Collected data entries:

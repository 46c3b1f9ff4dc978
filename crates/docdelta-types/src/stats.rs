use std::iter::Sum;
use std::ops::{Add, AddAssign};

use serde::{Deserialize, Serialize};

use crate::pair::MatchType;
use crate::segment::{DiffSegment, SegmentKind};

/// Character totals of a diff or a whole comparison.
///
/// Counts are Unicode scalar values, not bytes.
#[derive(Clone, Copy, Debug, Default, PartialEq, Eq, Hash, Serialize, Deserialize)]
pub struct ChangeStats {
    pub added: usize,
    pub removed: usize,
    pub unchanged: usize,
}

impl ChangeStats {
    pub fn new(added: usize, removed: usize, unchanged: usize) -> Self {
        Self {
            added,
            removed,
            unchanged,
        }
    }

    /// Tally a segment list.
    pub fn from_segments(segments: &[DiffSegment]) -> Self {
        segments.iter().fold(Self::default(), |mut acc, s| {
            let len = s.char_len();
            match s.kind {
                SegmentKind::Added => acc.added += len,
                SegmentKind::Removed => acc.removed += len,
                SegmentKind::Unchanged => acc.unchanged += len,
            }
            acc
        })
    }

    /// Returns `true` if nothing was added or removed.
    pub fn is_unchanged(&self) -> bool {
        self.added == 0 && self.removed == 0
    }

    /// Total characters touched by a change.
    pub fn changed(&self) -> usize {
        self.added + self.removed
    }
}

impl Add for ChangeStats {
    type Output = Self;

    fn add(self, rhs: Self) -> Self {
        Self {
            added: self.added + rhs.added,
            removed: self.removed + rhs.removed,
            unchanged: self.unchanged + rhs.unchanged,
        }
    }
}

impl AddAssign for ChangeStats {
    fn add_assign(&mut self, rhs: Self) {
        *self = *self + rhs;
    }
}

impl Sum for ChangeStats {
    fn sum<I: Iterator<Item = Self>>(iter: I) -> Self {
        iter.fold(Self::default(), Add::add)
    }
}

/// Number of aligned pairs per match type.
#[derive(Clone, Copy, Debug, Default, PartialEq, Eq, Serialize, Deserialize)]
pub struct MatchSummary {
    pub matched: usize,
    pub modified: usize,
    pub added: usize,
    pub removed: usize,
}

impl MatchSummary {
    pub fn record(&mut self, match_type: MatchType) {
        match match_type {
            MatchType::Matched => self.matched += 1,
            MatchType::Modified => self.modified += 1,
            MatchType::Added => self.added += 1,
            MatchType::Removed => self.removed += 1,
        }
    }

    pub fn total(&self) -> usize {
        self.matched + self.modified + self.added + self.removed
    }

    /// Returns `true` if every pair matched.
    pub fn is_identical(&self) -> bool {
        self.modified == 0 && self.added == 0 && self.removed == 0
    }
}

impl FromIterator<MatchType> for MatchSummary {
    fn from_iter<I: IntoIterator<Item = MatchType>>(iter: I) -> Self {
        let mut summary = Self::default();
        for match_type in iter {
            summary.record(match_type);
        }
        summary
    }
}
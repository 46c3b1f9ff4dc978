use std::fmt;

use serde::{Deserialize, Serialize};

use crate::block::Block;

/// Classification of one aligned pair.
#[derive(Clone, Copy, Debug, PartialEq, Eq, Hash, Serialize, Deserialize)]
#[serde(rename_all = "lowercase")]
pub enum MatchType {
    Matched,
    Modified,
    Added,
    Removed,
}

impl fmt::Display for MatchType {
    fn fmt(&self, f: &mut fmt::Formatter<'_>) -> fmt::Result {
        f.write_str(match self {
            Self::Matched => "matched",
            Self::Modified => "modified",
            Self::Added => "added",
            Self::Removed => "removed",
        })
    }
}

/// One row of a block alignment, borrowing the blocks of both versions.
///
/// `old` always refers to version 1 and `new` to version 2. Similarity is a
/// ratio in `[0, 1]`.
#[derive(Clone, Copy, Debug, PartialEq, Serialize)]
#[serde(tag = "matchType", rename_all = "lowercase")]
pub enum AlignedPair<'a> {
    /// Both sides present and near-identical.
    Matched {
        #[serde(rename = "block1")]
        old: &'a Block,
        #[serde(rename = "block2")]
        new: &'a Block,
        similarity: f64,
    },
    /// Both sides present, same identity, content differs.
    Modified {
        #[serde(rename = "block1")]
        old: &'a Block,
        #[serde(rename = "block2")]
        new: &'a Block,
        similarity: f64,
    },
    /// Only present in version 2.
    Added {
        #[serde(rename = "block2")]
        new: &'a Block,
    },
    /// Only present in version 1.
    Removed {
        #[serde(rename = "block1")]
        old: &'a Block,
    },
}

impl<'a> AlignedPair<'a> {
    pub fn match_type(&self) -> MatchType {
        match self {
            Self::Matched { .. } => MatchType::Matched,
            Self::Modified { .. } => MatchType::Modified,
            Self::Added { .. } => MatchType::Added,
            Self::Removed { .. } => MatchType::Removed,
        }
    }

    /// The version-1 side, absent for added blocks.
    pub fn block1(&self) -> Option<&'a Block> {
        match *self {
            Self::Matched { old, .. } | Self::Modified { old, .. } | Self::Removed { old } => {
                Some(old)
            }
            Self::Added { .. } => None,
        }
    }

    /// The version-2 side, absent for removed blocks.
    pub fn block2(&self) -> Option<&'a Block> {
        match *self {
            Self::Matched { new, .. } | Self::Modified { new, .. } | Self::Added { new } => {
                Some(new)
            }
            Self::Removed { .. } => None,
        }
    }

    /// Similarity of a two-sided pair; `None` for added or removed blocks.
    pub fn similarity(&self) -> Option<f64> {
        match *self {
            Self::Matched { similarity, .. } | Self::Modified { similarity, .. } => {
                Some(similarity)
            }
            Self::Added { .. } | Self::Removed { .. } => None,
        }
    }

    /// Both sides, when the pair has both.
    pub fn both(&self) -> Option<(&'a Block, &'a Block)> {
        self.block1().zip(self.block2())
    }
}
use std::path::Path;
use std::time::Duration;

use docdelta_align::{
    AlignConfig, SimilarityThresholds, DEFAULT_MAX_BLOCKS_PER_SIDE, DEFAULT_MODIFIED_THRESHOLD,
};
use docdelta_diff::DiffOptions;
use serde::{Deserialize, Serialize};

use crate::error::{CompareError, CompareResult};

/// Settings for the comparison engine.
///
/// Every field has a default, so a TOML file only needs the keys it
/// overrides:
///
/// ```toml
/// max_blocks_per_side = 2000
/// diff_timeout_ms = 500
///
/// [thresholds]
/// long = 0.75
/// ```
#[derive(Clone, Debug, PartialEq, Serialize, Deserialize)]
#[serde(default)]
pub struct CompareConfig {
    /// Inputs with more blocks than this on either side are rejected.
    pub max_blocks_per_side: usize,
    /// Matched pairs at or below this similarity ratio are "modified".
    pub modified_threshold: f64,
    /// Time budget for each text diff, in milliseconds.
    pub diff_timeout_ms: u64,
    /// Align diff boundaries on words and punctuation.
    pub semantic_cleanup: bool,
    /// Length-dependent cutoffs for pairing text blocks.
    pub thresholds: SimilarityThresholds,
}

impl Default for CompareConfig {
    fn default() -> Self {
        Self {
            max_blocks_per_side: DEFAULT_MAX_BLOCKS_PER_SIDE,
            modified_threshold: DEFAULT_MODIFIED_THRESHOLD,
            diff_timeout_ms: 1000,
            semantic_cleanup: true,
            thresholds: SimilarityThresholds::default(),
        }
    }
}

impl CompareConfig {
    /// Parse and validate a TOML document.
    pub fn from_toml_str(s: &str) -> CompareResult<Self> {
        let config: Self = toml::from_str(s).map_err(|e| CompareError::Config(e.to_string()))?;
        config.validate()?;
        Ok(config)
    }

    /// Read, parse, and validate a TOML file.
    pub fn from_path(path: impl AsRef<Path>) -> CompareResult<Self> {
        let text = std::fs::read_to_string(path)?;
        Self::from_toml_str(&text)
    }

    /// Render as TOML.
    pub fn to_toml_string(&self) -> CompareResult<String> {
        toml::to_string(self).map_err(|e| CompareError::Config(e.to_string()))
    }

    /// Reject settings the engine cannot honour.
    pub fn validate(&self) -> CompareResult<()> {
        if self.max_blocks_per_side == 0 {
            return Err(CompareError::Config(
                "max_blocks_per_side must be at least 1".into(),
            ));
        }
        let ratios = [
            ("modified_threshold", self.modified_threshold),
            ("thresholds.short", self.thresholds.short),
            ("thresholds.medium", self.thresholds.medium),
            ("thresholds.long", self.thresholds.long),
        ];
        for (name, value) in ratios {
            if !(0.0..=1.0).contains(&value) {
                return Err(CompareError::Config(format!(
                    "{name} must be within [0, 1], got {value}"
                )));
            }
        }
        if self.thresholds.short_max_len >= self.thresholds.medium_max_len {
            return Err(CompareError::Config(format!(
                "thresholds.short_max_len ({}) must be below thresholds.medium_max_len ({})",
                self.thresholds.short_max_len, self.thresholds.medium_max_len
            )));
        }
        Ok(())
    }

    pub fn align_config(&self) -> AlignConfig {
        AlignConfig {
            max_blocks_per_side: self.max_blocks_per_side,
            modified_threshold: self.modified_threshold,
        }
    }

    pub fn diff_options(&self) -> DiffOptions {
        DiffOptions {
            timeout: Duration::from_millis(self.diff_timeout_ms),
            semantic_cleanup: self.semantic_cleanup,
        }
    }
}
//! Longest-common-subsequence length table.

/// LCS lengths for every prefix pair of two sequences.
///
/// Stored as one contiguous `Vec<u32>` of `(rows) * (cols)` cells where
/// `rows = m + 1` and `cols = n + 1`; cell `(i, j)` holds the LCS length of
/// the first `i` items of the old sequence and the first `j` of the new one.
#[derive(Clone, Debug, PartialEq, Eq)]
pub struct LcsTable {
    rows: usize,
    cols: usize,
    cells: Vec<u32>,
}

impl LcsTable {
    /// Fill the table using `matches` as the equivalence test.
    pub fn build<T, U>(old: &[T], new: &[U], mut matches: impl FnMut(&T, &U) -> bool) -> Self {
        let rows = old.len() + 1;
        let cols = new.len() + 1;
        let mut cells = vec![0u32; rows * cols];

        for i in 1..rows {
            let row = i * cols;
            let prev_row = (i - 1) * cols;
            for j in 1..cols {
                cells[row + j] = if matches(&old[i - 1], &new[j - 1]) {
                    cells[prev_row + j - 1] + 1
                } else {
                    cells[prev_row + j].max(cells[row + j - 1])
                };
            }
        }

        Self { rows, cols, cells }
    }

    /// LCS length of `old[..i]` and `new[..j]`.
    pub fn get(&self, i: usize, j: usize) -> u32 {
        debug_assert!(i < self.rows && j < self.cols);
        self.cells[i * self.cols + j]
    }

    /// LCS length of the full sequences.
    pub fn lcs_len(&self) -> u32 {
        self.cells[self.cells.len() - 1]
    }

    /// Number of items in the old sequence.
    pub fn old_len(&self) -> usize {
        self.rows - 1
    }

    /// Number of items in the new sequence.
    pub fn new_len(&self) -> usize {
        self.cols - 1
    }
}
//! Error types for the align crate.

/// Errors that can occur during alignment.
#[derive(Debug, Clone, PartialEq, Eq, thiserror::Error)]
pub enum AlignError {
    /// One side has more blocks than the configured ceiling. The LCS table
    /// would need `(old_blocks + 1) * (new_blocks + 1)` cells.
    #[error(
        "document too large to compare: {old_blocks} x {new_blocks} blocks \
         (limit is {limit} blocks per side)"
    )]
    ResourceLimitExceeded {
        old_blocks: usize,
        new_blocks: usize,
        limit: usize,
    },
}

/// Convenience alias for alignment results.
pub type AlignResult<T> = Result<T, AlignError>;
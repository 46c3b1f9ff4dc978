//! LCS-based block alignment.
//!
//! Positional comparison (`old[i]` against `new[i]`) turns one inserted
//! paragraph into a cascade of false modifications. Aligning on the longest
//! common subsequence under the matcher's equivalence isolates the actual
//! insertion or deletion and keeps every other pair in step.

use docdelta_types::{AlignedPair, Block};
use tracing::{debug, warn};

use crate::config::AlignConfig;
use crate::error::AlignResult;
use crate::lcs::LcsTable;
use crate::matcher::{BlockMatcher, DefaultMatcher};

/// Aligns two block sequences.
///
/// The result covers every block of both inputs exactly once. Filtering it
/// to pairs with a version-1 side reproduces the version-1 order, and
/// likewise for version 2.
#[derive(Clone, Debug, Default)]
pub struct BlockAligner<M = DefaultMatcher> {
    config: AlignConfig,
    matcher: M,
}

impl BlockAligner<DefaultMatcher> {
    /// An aligner using the production matching rules.
    pub fn new(config: AlignConfig) -> Self {
        Self {
            config,
            matcher: DefaultMatcher::default(),
        }
    }
}

impl<M: BlockMatcher> BlockAligner<M> {
    /// An aligner using a custom equivalence strategy.
    pub fn with_matcher(config: AlignConfig, matcher: M) -> Self {
        Self { config, matcher }
    }

    pub fn config(&self) -> &AlignConfig {
        &self.config
    }

    pub fn matcher(&self) -> &M {
        &self.matcher
    }

    /// Align `old` (version 1) against `new` (version 2).
    ///
    /// Fails with [`AlignError::ResourceLimitExceeded`](crate::AlignError)
    /// when either side is over the configured block limit; nothing is
    /// computed in that case.
    pub fn align<'a>(
        &self,
        old: &'a [Block],
        new: &'a [Block],
    ) -> AlignResult<Vec<AlignedPair<'a>>> {
        if let Err(e) = self.config.check_limits(old.len(), new.len()) {
            warn!(
                old_blocks = old.len(),
                new_blocks = new.len(),
                limit = self.config.max_blocks_per_side,
                "rejecting oversized alignment"
            );
            return Err(e);
        }

        debug!(old_blocks = old.len(), new_blocks = new.len(), "aligning blocks");
        let table = LcsTable::build(old, new, |a, b| self.matcher.blocks_match(a, b));
        let pairs = self.backtrack(old, new, &table);
        debug!(
            pairs = pairs.len(),
            common = table.lcs_len(),
            "alignment complete"
        );
        Ok(pairs)
    }

    fn backtrack<'a>(
        &self,
        old: &'a [Block],
        new: &'a [Block],
        table: &LcsTable,
    ) -> Vec<AlignedPair<'a>> {
        let mut pairs = Vec::with_capacity(old.len().max(new.len()));
        let (mut i, mut j) = (old.len(), new.len());

        while i > 0 || j > 0 {
            if i > 0 && j > 0 && self.matcher.blocks_match(&old[i - 1], &new[j - 1]) {
                let (a, b) = (&old[i - 1], &new[j - 1]);
                let similarity = self.matcher.similarity(a, b);
                pairs.push(if similarity <= self.config.modified_threshold {
                    AlignedPair::Modified {
                        old: a,
                        new: b,
                        similarity,
                    }
                } else {
                    AlignedPair::Matched {
                        old: a,
                        new: b,
                        similarity,
                    }
                });
                i -= 1;
                j -= 1;
            } else if j > 0 && (i == 0 || table.get(i, j - 1) >= table.get(i - 1, j)) {
                // Ties resolve toward an insertion in version 2.
                pairs.push(AlignedPair::Added { new: &new[j - 1] });
                j -= 1;
            } else {
                pairs.push(AlignedPair::Removed { old: &old[i - 1] });
                i -= 1;
            }
        }

        pairs.reverse();
        pairs
    }
}

/// Align two block sequences with the default configuration and matcher.
pub fn align<'a>(old: &'a [Block], new: &'a [Block]) -> AlignResult<Vec<AlignedPair<'a>>> {
    BlockAligner::new(AlignConfig::default()).align(old, new)
}

#[cfg(test)]
mod tests {
    use docdelta_types::MatchType;
    use proptest::prelude::*;

    use super::*;
    use crate::error::AlignError;

    fn texts(prefix: &str, contents: &[&str]) -> Vec<Block> {
        contents
            .iter()
            .enumerate()
            .map(|(i, c)| Block::text(format!("{prefix}{i}"), i, *c))
            .collect()
    }

    fn shape(pairs: &[AlignedPair<'_>]) -> Vec<(Option<String>, Option<String>, MatchType)> {
        pairs
            .iter()
            .map(|p| {
                (
                    p.block1().map(|b| b.text_content().unwrap_or_default().to_owned()),
                    p.block2().map(|b| b.text_content().unwrap_or_default().to_owned()),
                    p.match_type(),
                )
            })
            .collect()
    }

    fn row(
        a: Option<&str>,
        b: Option<&str>,
        t: MatchType,
    ) -> (Option<String>, Option<String>, MatchType) {
        (a.map(str::to_owned), b.map(str::to_owned), t)
    }

    const A: &str = "aaaaaaaaaa";
    const B: &str = "bbbbbbbbbb";
    const C: &str = "cccccccccc";
    const X: &str = "xxxxxxxxxx";

    #[test]
    fn pure_insertion() {
        let old = texts("o", &[A, B, C]);
        let new = texts("n", &[A, X, B, C]);
        let pairs = align(&old, &new).unwrap();
        assert_eq!(
            shape(&pairs),
            vec![
                row(Some(A), Some(A), MatchType::Matched),
                row(None, Some(X), MatchType::Added),
                row(Some(B), Some(B), MatchType::Matched),
                row(Some(C), Some(C), MatchType::Matched),
            ]
        );
    }

    #[test]
    fn pure_deletion() {
        let old = texts("o", &[A, X, B, C]);
        let new = texts("n", &[A, B, C]);
        let pairs = align(&old, &new).unwrap();
        assert_eq!(
            shape(&pairs),
            vec![
                row(Some(A), Some(A), MatchType::Matched),
                row(Some(X), None, MatchType::Removed),
                row(Some(B), Some(B), MatchType::Matched),
                row(Some(C), Some(C), MatchType::Matched),
            ]
        );
    }

    #[test]
    fn replacement_prefers_added_before_removed() {
        let old = texts("o", &[A, B]);
        let new = texts("n", &[A, X]);
        let pairs = align(&old, &new).unwrap();
        assert_eq!(
            shape(&pairs),
            vec![
                row(Some(A), Some(A), MatchType::Matched),
                row(Some(B), None, MatchType::Removed),
                row(None, Some(X), MatchType::Added),
            ]
        );
    }

    #[test]
    fn edited_paragraph_is_modified() {
        let old = texts("o", &[A, "Rent is due on the first day of each month."]);
        let new = texts("n", &[A, "Rent is due on the fifth day of each month."]);
        let pairs = align(&old, &new).unwrap();
        assert_eq!(pairs.len(), 2);
        assert_eq!(pairs[1].match_type(), MatchType::Modified);
        let similarity = pairs[1].similarity().unwrap();
        assert!(similarity > 0.6 && similarity <= 0.95);
    }

    #[test]
    fn near_identical_threshold_is_inclusive() {
        // One substitution in 25 chars: 96% similar, above the cutoff.
        let old = texts("o", &["abcdefghijklmnopqrstuvwxy"]);
        let new = texts("n", &["abcdefghijklmnopqrstuvwxZ"]);
        let pairs = align(&old, &new).unwrap();
        assert_eq!(pairs.len(), 1);
        assert_eq!(pairs[0].match_type(), MatchType::Matched);
        assert_eq!(pairs[0].similarity(), Some(0.96));

        // One substitution in 20 chars: exactly 95%, still modified.
        let old = texts("o", &["abcdefghijklmnopqrst"]);
        let new = texts("n", &["abcdefghijklmnopqrsZ"]);
        let pairs = align(&old, &new).unwrap();
        assert_eq!(pairs.len(), 1);
        assert_eq!(pairs[0].match_type(), MatchType::Modified);
        assert_eq!(pairs[0].similarity(), Some(0.95));
    }

    #[test]
    fn empty_inputs() {
        let blocks = texts("o", &[A, B]);
        assert!(align(&[], &[]).unwrap().is_empty());

        let added = align(&[], &blocks).unwrap();
        assert!(added.iter().all(|p| p.match_type() == MatchType::Added));
        assert_eq!(added.len(), 2);

        let removed = align(&blocks, &[]).unwrap();
        assert!(removed.iter().all(|p| p.match_type() == MatchType::Removed));
        assert_eq!(removed[0].block1().unwrap().id.as_str(), "o0");
    }

    #[test]
    fn images_align_by_identifier() {
        let old = vec![
            Block::text("t0", 0, A),
            Block::image("i1", 1, Some("img-1"), Some("seal.png")),
        ];
        let new = vec![
            Block::image("j0", 0, Some("img-9"), Some("logo.png")),
            Block::text("u1", 1, A),
            Block::image("j2", 2, None, Some("seal.png")),
        ];
        let pairs = align(&old, &new).unwrap();
        let types: Vec<_> = pairs.iter().map(|p| p.match_type()).collect();
        assert_eq!(
            types,
            vec![MatchType::Added, MatchType::Matched, MatchType::Matched]
        );
        assert_eq!(pairs[2].block2().unwrap().id.as_str(), "j2");
    }

    #[test]
    fn oversized_input_is_rejected() {
        let old: Vec<Block> = (0..5001).map(|i| Block::text(format!("b{i}"), i, "")).collect();
        let new = vec![Block::text("n0", 0, "")];
        let err = align(&old, &new).unwrap_err();
        assert_eq!(
            err,
            AlignError::ResourceLimitExceeded {
                old_blocks: 5001,
                new_blocks: 1,
                limit: 5000,
            }
        );
    }

    #[test]
    fn configured_limit_applies() {
        let aligner = BlockAligner::new(AlignConfig {
            max_blocks_per_side: 2,
            ..Default::default()
        });
        let blocks = texts("o", &[A, B, C]);
        assert!(aligner.align(&blocks, &blocks[..1]).is_err());
        assert!(aligner.align(&blocks[..2], &blocks[..2]).is_ok());
    }

    struct ExactText;

    impl BlockMatcher for ExactText {
        fn blocks_match(&self, old: &Block, new: &Block) -> bool {
            old.text_content() == new.text_content()
        }

        fn similarity(&self, _old: &Block, _new: &Block) -> f64 {
            1.0
        }
    }

    #[test]
    fn custom_matcher_drives_alignment() {
        let old = texts("o", &["Heading", "Body"]);
        let new = texts("n", &["Heading!", "Body"]);
        let aligner = BlockAligner::with_matcher(AlignConfig::default(), ExactText);
        let types: Vec<_> = aligner
            .align(&old, &new)
            .unwrap()
            .iter()
            .map(|p| p.match_type())
            .collect();
        assert_eq!(
            types,
            vec![MatchType::Removed, MatchType::Added, MatchType::Matched]
        );
    }

    fn block_strategy() -> impl Strategy<Value = (u8, bool)> {
        (0u8..5, any::<bool>())
    }

    fn build(layout: &[(u8, bool)], prefix: &str) -> Vec<Block> {
        const WORDS: [&str; 5] = ["aaaaaaaa", "bbbbbbbb", "cccccccc", "dddddddd", "eeeeeeee"];
        layout.iter()
            .enumerate()
            .map(|(i, &(k, image))| {
                let id = format!("{prefix}{i}");
                if image {
                    let name = format!("img-{k}.png");
                    Block::image(id, i, None, Some(name.as_str()))
                } else {
                    Block::text(id, i, WORDS[k as usize])
                }
            })
            .collect()
    }

    fn ids<'a>(blocks: impl Iterator<Item = &'a Block>) -> Vec<String> {
        blocks.map(|b| b.id.to_string()).collect()
    }

    proptest! {
        #[test]
        fn covers_every_block_in_order(
            old in prop::collection::vec(block_strategy(), 0..12),
            new in prop::collection::vec(block_strategy(), 0..12),
        ) {
            let old = build(&old, "o");
            let new = build(&new, "n");
            let pairs = align(&old, &new).unwrap();

            prop_assert_eq!(ids(pairs.iter().filter_map(|p| p.block1())), ids(old.iter()));
            prop_assert_eq!(ids(pairs.iter().filter_map(|p| p.block2())), ids(new.iter()));
            prop_assert!(pairs.len() >= old.len().max(new.len()));
            prop_assert!(pairs.len() <= old.len() + new.len());
        }

        #[test]
        fn identical_input_is_all_matched(layout in prop::collection::vec(block_strategy(), 0..12)) {
            let blocks = build(&layout, "b");
            let pairs = align(&blocks, &blocks).unwrap();
            prop_assert_eq!(pairs.len(), blocks.len());
            for (pair, block) in pairs.iter().zip(&blocks) {
                prop_assert_eq!(pair.match_type(), MatchType::Matched);
                prop_assert_eq!(pair.block1().map(|b| &b.id), Some(&block.id));
                prop_assert_eq!(pair.block2().map(|b| &b.id), Some(&block.id));
            }
        }
    }
}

> _What this task involves_
From the line holding "impl Sum for" to the line holding "pub fn total(&self)", inclusive, restate each line above exactly as written.

> _Answer below_
impl Sum for ChangeStats {
    fn sum<I: Iterator<Item = Self>>(iter: I) -> Self {
        iter.fold(Self::default(), Add::add)
    }
}

/// Number of aligned pairs per match type.
#[derive(Clone, Copy, Debug, Default, PartialEq, Eq, Serialize, Deserialize)]
pub struct MatchSummary {
    pub matched: usize,
    pub modified: usize,
    pub added: usize,
    pub removed: usize,
}

impl MatchSummary {
    pub fn record(&mut self, match_type: MatchType) {
        match match_type {
            MatchType::Matched => self.matched += 1,
            MatchType::Modified => self.modified += 1,
            MatchType::Added => self.added += 1,
            MatchType::Removed => self.removed += 1,
        }
    }

    pub fn total(&self) -> usize {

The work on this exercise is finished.